RejectedBlocker (Beta) - this is specific to one particular type of RAID adapter, and we have a reasonable workaround, so we don't consider this a serious enough violation to be a Beta blocker

[1] https://meetbot-raw.fedoraproject.org/fedora-meeting-1/2018-03-22

Comment 30 lnie 2018-03-23 05:47:08 UTC
(In reply to Adam Williamson from comment #25)
> So if this fails with default options on 4.16 but passes with default
> options on 4.15, that's clearly a bug, but if a non-default option can make
> it work, that's probably a sufficient workaround at least for Beta. On that
> basis I'm -1 blocker for Beta, not sure about FE, would depend on the fix.
> 
> Thanks for the testing, Lili. Presumably RC4 kernel on F27 also works if you
> use aac_sync_mode ?

  yeah,checked.

Comment 31 Raghava Aditya Renukunta 2018-03-23 15:03:09 UTC
Hi Inie,
Which card and system did you reproduce this on? and what is the firmware version for the card?

Regards,
Raghava Aditya

Comment 32 lnie 2018-03-27 04:54:20 UTC
Created attachment 1413479 [details]
picture of the RAID controller

Comment 33 lnie 2018-03-27 04:55:31 UTC
Hi,
  please feel free to ask if more information is needed.

Comment 34 Justin M. Forbes 2018-07-23 15:11:34 UTC
*********** MASS BUG UPDATE **************

We apologize for the inconvenience.  There are a large number of bugs to go through and several of them have gone stale.  Due to this, we are doing a mass bug update across all of the Fedora 28 kernel bugs.

Fedora 28 has now been rebased to 4.17.7-200.fc28.  Please test this kernel update (or newer) and let us know if you issue has been resolved or if it is still present with the newer kernel.

If you experience different issues, please open a new bug report for those.
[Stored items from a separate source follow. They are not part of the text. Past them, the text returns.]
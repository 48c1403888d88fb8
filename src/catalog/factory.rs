use crate::books::factory;
use crate::catalog::domain::CatalogService;
use crate::catalog::domain::service::CatalogServiceImpl;
use crate::core::domain::Configuration;
use crate::core::library::LibraryResult;

pub async fn create_catalog_service(config: &Configuration) -> LibraryResult<Box<dyn CatalogService>> {
    let book_repo = factory::create_book_repository(config).await?;
    Ok(Box::new(CatalogServiceImpl::new(book_repo)))
}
Comment 35 Justin M. Forbes 2018-08-29 15:16:23 UTC
*********** MASS BUG UPDATE **************
This bug is being closed with INSUFFICIENT_DATA as there has not been a response in 5 weeks. If you are still experiencing this issue, please reopen and attach the relevant data from the latest kernel you are running and any data that might have been requested previously.